(Records drawn from a dataset)
□ □ □ □ □ □ □
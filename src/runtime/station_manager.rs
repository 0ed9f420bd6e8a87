//! Station registry and top-level run loop.
//!
//! Owns the `DashMap` of running stations, each entry holding an
//! outbound connection task that dials the CSMS, reconnects with
//! backoff, and wires the dispatcher/session/heartbeat/logger together.
//! Also drives restoration from, and periodic sync back to, the
//! configuration repository.
//!
//! Lock ordering: never hold the registry's `DashMap` shard lock while
//! acquiring a station's own `RwLock` guards. Every method below looks
//! up (and clones/drops) the `Arc<StationHandle>` before touching
//! anything inside it.

use std::sync::Arc;
use std::time::Duration;

use dashmap::DashMap;
use tokio::sync::{mpsc, RwLock};
use tokio::time::interval;
use tracing::{error, info, warn};

use crate::config::{GlobalConfig, ReconnectConfig};
use crate::domain::auth_cache::AuthCache;
use crate::domain::certificate::CertificateStore;
use crate::domain::connector::{Connector, ConnectorSnapshot};
use crate::domain::device_model::DeviceModel;
use crate::domain::frame::OcppFrame;
use crate::domain::message::MessageType;
use crate::domain::pending::PendingRequestTable;
use crate::domain::station::{
    ConnectionStatus, StationConfig, StationConfigRepository, StationRuntime, StationSnapshot, StationState,
};
use crate::domain::transaction::Transaction;
use crate::runtime::connection::{self, reconnect_delay};
use crate::runtime::dispatcher::{dispatcher_for, InboundDispatcher, StationContext};
use crate::runtime::events::{SharedEventBus, StationEvent};
use crate::runtime::logger::{new_inbound_record, new_outbound_record, MessageLogger};
use crate::runtime::session::SessionManager;
use crate::support::{ProtocolError, ShutdownSignal};

/// A single station's handle: its immutable context plus mutable
/// runtime status and the shutdown switch for its connection task.
pub struct StationHandle {
    pub ctx: Arc<StationContext>,
    pub runtime: RwLock<StationRuntime>,
    pub shutdown: ShutdownSignal,
    dispatcher: Arc<dyn InboundDispatcher>,
}

impl StationHandle {
    /// Build a handle sharing `ctx`'s own shutdown switch, so background
    /// work `ctx` spawns on its own (e.g. a dispatcher-initiated meter
    /// ticker) winds down together with the connection loop.
    pub(crate) fn new(ctx: Arc<StationContext>, dispatcher: Arc<dyn InboundDispatcher>) -> Self {
        let shutdown = ctx.shutdown.clone();
        Self {
            ctx,
            runtime: RwLock::new(StationRuntime::default()),
            shutdown,
            dispatcher,
        }
    }
}

pub struct StationManager {
    stations: DashMap<String, Arc<StationHandle>>,
    logger: Arc<MessageLogger>,
    events: SharedEventBus,
    reconnect: ReconnectConfig,
    repository: Arc<dyn StationConfigRepository>,
    global: GlobalConfig,
}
□ □ □ □ □ □ □
Assigned task - Once you find the line containing "up (and clones/drops)", stop: reproduce exactly that line and every line of the data before it, and nothing else.

Reply to the exercise -
filename src/runtime/station_manager.rs
repository 0ed9f420bd6e8a87
//! Station registry and top-level run loop.
//!
//! Owns the `DashMap` of running stations, each entry holding an
//! outbound connection task that dials the CSMS, reconnects with
//! backoff, and wires the dispatcher/session/heartbeat/logger together.
//! Also drives restoration from, and periodic sync back to, the
//! configuration repository.
//!
//! Lock ordering: never hold the registry's `DashMap` shard lock while
//! acquiring a station's own `RwLock` guards. Every method below looks
//! up (and clones/drops) the `Arc<StationHandle>` before touching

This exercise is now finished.